Lennart Rafael Segerstråle was a Swedish-speaking Finnish painter and graphic artist, best known for his frescoes.
He began to make himself known by the quality of his images and animal motifs. In the 1920s and 1930s he became the most famous animal painter in Finland. Its aim is to represent a harmonious combination of animals, birds and landscapes. Proceeding in his artistic career Segerstråle developed an increased interests in monumental art, he also produced several stained-glass windows for churches both in Finland and Sweden.

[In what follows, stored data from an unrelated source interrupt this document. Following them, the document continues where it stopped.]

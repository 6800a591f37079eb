use std::fs::File;
use std::io::Write;
use std::path::{Path, PathBuf};
use std::process;
use std::sync::atomic::AtomicBool;
use std::sync::Arc;
use std::thread;

use clap::{Parser, Subcommand};

use facetrace_core::annotate::mjpeg::{mjpeg_chunk, FramePublisher, DEFAULT_JPEG_QUALITY};
use facetrace_core::annotate::stream_annotator::StreamAnnotator;
use facetrace_core::capture::domain::frame_source::FrameSource;
use facetrace_core::capture::infrastructure::ffmpeg_frame_source::FfmpegFrameSource;
use facetrace_core::capture::infrastructure::image_sequence_source::ImageSequenceSource;
use facetrace_core::detection::domain::feature_class::FeatureClass;
use facetrace_core::detection::domain::region_detector::RegionDetector;
use facetrace_core::detection::infrastructure::model_resolver;
use facetrace_core::detection::infrastructure::onnx_face_detector::OnnxFaceDetector;
use facetrace_core::detection::infrastructure::onnx_person_detector::{
    OnnxPersonDetector, DEFAULT_CONFIDENCE as PERSON_CONFIDENCE,
};
use facetrace_core::extraction::location_provider::{
    FixedLocationProvider, HttpLocationProvider, LocationProvider,
};
use facetrace_core::extraction::record_extractor::RecordExtractor;
use facetrace_core::grouping::infrastructure::pearson_scorer::PearsonScorer;
use facetrace_core::pipeline::cluster_profiles_use_case::ClusterProfilesUseCase;
use facetrace_core::pipeline::pipeline_logger::LogPipelineLogger;
use facetrace_core::pipeline::watch_stream_use_case::{WatchConfig, WatchStreamUseCase};
use facetrace_core::shared::constants::{
    FACE_MODEL_NAME, FACE_MODEL_URL, PERSON_MODEL_NAME, PERSON_MODEL_URL, PLACEHOLDER_LOCATION,
};
use facetrace_core::store::domain::record_store::RecordStore;
use facetrace_core::store::infrastructure::json_record_store::JsonRecordStore;

/// Live face capture, record extraction, and profile clustering.
#[derive(Parser)]
#[command(name = "facetrace")]
struct Cli {
    /// Data directory for records and profiles (default: platform data dir).
    #[arg(long, global = true)]
    data_dir: Option<PathBuf>,

    #[command(subcommand)]
    command: Command,
}

#[derive(Subcommand)]
enum Command {
    /// Watch a stream and store a record per detection.
    Watch {
        /// Video source: camera device, RTSP URL, video file, or a
        /// directory of still images.
        source: String,

        /// Top-level feature class to capture: face or body.
        #[arg(long, default_value = "face")]
        top_class: String,

        /// Detection confidence threshold (0.0-1.0).
        #[arg(long, default_value = "0.5")]
        confidence: f32,

        /// Stop after this many frames (default: until the stream ends).
        #[arg(long)]
        max_frames: Option<usize>,

        /// Pass frames through without detecting or storing anything.
        #[arg(long)]
        no_detect: bool,

        /// Write the annotated stream as MJPEG multipart chunks to this
        /// file or pipe.
        #[arg(long)]
        stream_out: Option<PathBuf>,

        /// JPEG quality for --stream-out (1-100).
        #[arg(long, default_value_t = DEFAULT_JPEG_QUALITY)]
        jpeg_quality: u8,

        /// Fixed "lat,lon" stamped on every record.
        #[arg(long)]
        location: Option<String>,

        /// URL returning the current "lat,lon" as plain text.
        #[arg(long, conflicts_with = "location")]
        location_url: Option<String>,
    },

    /// Group unassigned records into profiles by face similarity.
    Cluster {
        /// Similarity threshold; records join a profile when their score
        /// exceeds it.
        #[arg(long, default_value = "0.85")]
        threshold: f64,

        /// Discard existing profiles and recluster everything.
        #[arg(long)]
        reset: bool,
    },

    /// List profiles and their record counts.
    Profiles,

    /// Delete stored data.
    Clear {
        /// Remove profiles only, keeping the records.
        #[arg(long)]
        assignments_only: bool,
    },
}

fn main() {
    env_logger::init();

    if let Err(e) = run() {
        eprintln!("Error: {e}");
        process::exit(1);
    }
}

fn run() -> Result<(), Box<dyn std::error::Error>> {
    let cli = Cli::parse();
    let store = Arc::new(JsonRecordStore::open(&data_dir(cli.data_dir.as_deref())?)?);

    match cli.command {
        Command::Watch {
            source,
            top_class,
            confidence,
            max_frames,
            no_detect,
            stream_out,
            jpeg_quality,
            location,
            location_url,
        } => {
            if !(0.0..=1.0).contains(&confidence) {
                return Err(format!("Confidence must be between 0.0 and 1.0, got {confidence}").into());
            }
            if jpeg_quality == 0 || jpeg_quality > 100 {
                return Err(format!("JPEG quality must be between 1 and 100, got {jpeg_quality}").into());
            }
            let top_class: FeatureClass = top_class.parse()?;
            if top_class != FeatureClass::Face && top_class != FeatureClass::Body {
                return Err(format!("Top-level class must be face or body, got {}", top_class.name()).into());
            }

            run_watch(WatchArgs {
                store,
                source,
                top_class,
                confidence,
                max_frames,
                no_detect,
                stream_out,
                jpeg_quality,
                location,
                location_url,
            })
        }
        Command::Cluster { threshold, reset } => {
            if !(-1.0..=1.0).contains(&threshold) {
                return Err(format!("Threshold must be between -1.0 and 1.0, got {threshold}").into());
            }
            run_cluster(store, threshold, reset)
        }
        Command::Profiles => run_profiles(store),
        Command::Clear { assignments_only } => run_clear(store, assignments_only),
    }
}

struct WatchArgs {
    store: Arc<JsonRecordStore>,
    source: String,
    top_class: FeatureClass,
    confidence: f32,
    max_frames: Option<usize>,
    no_detect: bool,
    stream_out: Option<PathBuf>,
    jpeg_quality: u8,
    location: Option<String>,
    location_url: Option<String>,
}

fn run_watch(args: WatchArgs) -> Result<(), Box<dyn std::error::Error>> {
    let top_detector = build_top_detector(args.top_class, args.confidence)?;
    let part_detector = build_face_detector(args.confidence)?;

    let location: Box<dyn LocationProvider> = match (args.location, args.location_url) {
        (Some(fixed), _) => Box::new(FixedLocationProvider::new(fixed)),
        (None, Some(url)) => Box::new(HttpLocationProvider::new(url)),
        (None, None) => Box::new(FixedLocationProvider::new(PLACEHOLDER_LOCATION)),
    };

    let extractor = RecordExtractor::new(part_detector, args.store.clone(), location);

    let (publisher, writer) = match args.stream_out {
        Some(path) => {
            let (publisher, rx) = FramePublisher::channel();
            let quality = args.jpeg_quality;
            let handle = thread::spawn(move || write_mjpeg(&path, rx, quality));
            (Some(publisher), Some(handle))
        }
        None => (None, None),
    };

    let config = WatchConfig {
        top_class: args.top_class,
        min_confidence: args.confidence,
        detection_enabled: Arc::new(AtomicBool::new(!args.no_detect)),
        stop: Arc::new(AtomicBool::new(false)),
        max_frames: args.max_frames,
    };

    let mut use_case = WatchStreamUseCase::new(
        open_source(&args.source),
        top_detector,
        extractor,
        StreamAnnotator::new(),
        publisher,
        Box::new(LogPipelineLogger::default()),
    );
    let report = use_case.execute(&args.source, &config)?;
    drop(use_case); // releases the publisher so the writer thread ends

    if let Some(handle) = writer {
        if handle.join().is_err() {
            log::warn!("Stream writer thread panicked");
        }
    }

    println!(
        "{} frames read, {} records created",
        report.frames_read, report.records_created
    );
    Ok(())
}

fn run_cluster(
    store: Arc<JsonRecordStore>,
    threshold: f64,
    reset: bool,
) -> Result<(), Box<dyn std::error::Error>> {
    if reset {
        let removed = store.clear_profiles()?;
        log::info!("Cleared {removed} existing profiles");
    }

    let use_case = ClusterProfilesUseCase::new(store, Box::new(PearsonScorer::new()));
    let report = use_case.execute(threshold)?;
    println!(
        "{} records clustered into {} new profiles",
        report.records_assigned, report.profiles_created
    );
    Ok(())
}

fn run_profiles(store: Arc<JsonRecordStore>) -> Result<(), Box<dyn std::error::Error>> {
    let profiles = store.list_profiles()?;
    if profiles.is_empty() {
        println!("No profiles. Run `facetrace cluster` first.");
        return Ok(());
    }
    for profile in &profiles {
        let records = store.list_by_profile(&profile.id)?;
        let location = records
            .iter()
            .filter_map(|r| r.location.as_deref())
            .next_back()
            .unwrap_or("unknown");
        println!(
            "{}: {} records, last seen near {}",
            profile.name,
            records.len(),
            location
        );
    }
    let unassigned = store.list_unassigned()?.len();
    if unassigned > 0 {
        println!("({unassigned} records not yet assigned)");
    }
    Ok(())
}

fn run_clear(
    store: Arc<JsonRecordStore>,
    assignments_only: bool,
) -> Result<(), Box<dyn std::error::Error>> {
    if assignments_only {
        let removed = store.clear_profiles()?;
        println!("Removed {removed} profiles; records kept");
    } else {
        let removed = store.delete_all()?;
        println!("Removed {removed} records and all profiles");
    }
    Ok(())
}

/// Image directories become an image-sequence source; everything else goes
/// through ffmpeg.
fn open_source(source: &str) -> Box<dyn FrameSource> {
    if Path::new(source).is_dir() {
        Box::new(ImageSequenceSource::new())
    } else {
        Box::new(FfmpegFrameSource::new())
    }
}

fn build_top_detector(
    top_class: FeatureClass,
    confidence: f32,
) -> Result<Box<dyn RegionDetector>, Box<dyn std::error::Error>> {
    match top_class {
        FeatureClass::Body => {
            log::info!("Resolving model: {PERSON_MODEL_NAME}");
            let path = model_resolver::resolve(
                PERSON_MODEL_NAME,
                PERSON_MODEL_URL,
                None,
                Some(Box::new(download_progress)),
            )?;
            eprintln!();
            Ok(Box::new(OnnxPersonDetector::new(
                &path,
                confidence.max(PERSON_CONFIDENCE),
            )?))
        }
        _ => build_face_detector(confidence),
    }
}

fn build_face_detector(
    confidence: f32,
) -> Result<Box<dyn RegionDetector>, Box<dyn std::error::Error>> {
    log::info!("Resolving model: {FACE_MODEL_NAME}");
    let path = model_resolver::resolve(
        FACE_MODEL_NAME,
        FACE_MODEL_URL,
        None,
        Some(Box::new(download_progress)),
    )?;
    eprintln!();
    Ok(Box::new(OnnxFaceDetector::new(&path, confidence)?))
}

fn data_dir(flag: Option<&Path>) -> Result<PathBuf, Box<dyn std::error::Error>> {
    if let Some(dir) = flag {
        return Ok(dir.to_path_buf());
    }
    dirs::data_dir()
        .map(|d| d.join("facetrace"))
        .ok_or_else(|| "could not determine data directory; pass --data-dir".into())
}

/// Drain published frames into an MJPEG chunk stream until the publisher
/// is dropped or the sink stops accepting writes.
fn write_mjpeg(
    path: &Path,
    rx: crossbeam_channel::Receiver<facetrace_core::shared::frame::Frame>,
    quality: u8,
) {
    let mut sink = match File::create(path) {
        Ok(file) => file,
        Err(e) => {
            log::error!("Cannot open stream output {}: {e}", path.display());
            return;
        }
    };

    for frame in rx.iter() {
        match mjpeg_chunk(&frame, quality) {
            Ok(chunk) => {
                if sink.write_all(&chunk).is_err() {
                    log::warn!("Stream output closed, stopping writer");
                    return;
                }
            }
            Err(e) => log::warn!("Skipping frame {}: {e}", frame.index()),
        }
    }
    let _ = sink.flush();
}

fn download_progress(downloaded: u64, total: u64) {
    if total > 0 {
        let pct = (downloaded as f64 / total as f64 * 100.0) as u32;
        eprint!("\rDownloading detection model... {pct}%");
    } else {
        eprint!("\rDownloading detection model... {downloaded} bytes");
    }
}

This new orientation of his artistic life is strongly underpinned by his Christian and humanist convictions, which lead him later to concentrate on monumental art and religious themes. Segerstråle painted several altarpieces and realized stained glass windows in the churches of Finland and abroad. Among his most notable 'secular' works it is worth to remember the frescoes of the headquarters of the Bank of Finland in Helsinki, which he realized in 1943, and it is considered his main masterpiece. In 1959, he created a fresco in the dining room of the Caux Palace in Montreux, Switzerland, as part of his engagement with the humanist movement Moral Re-Armament (at present Initiatives of Change), a commitment to which the artist explained in a text published in 1967 ('Why Moral Re-Armament'). He exhibited regularly in Helsinki from 1913 to 1967, as well as abroad.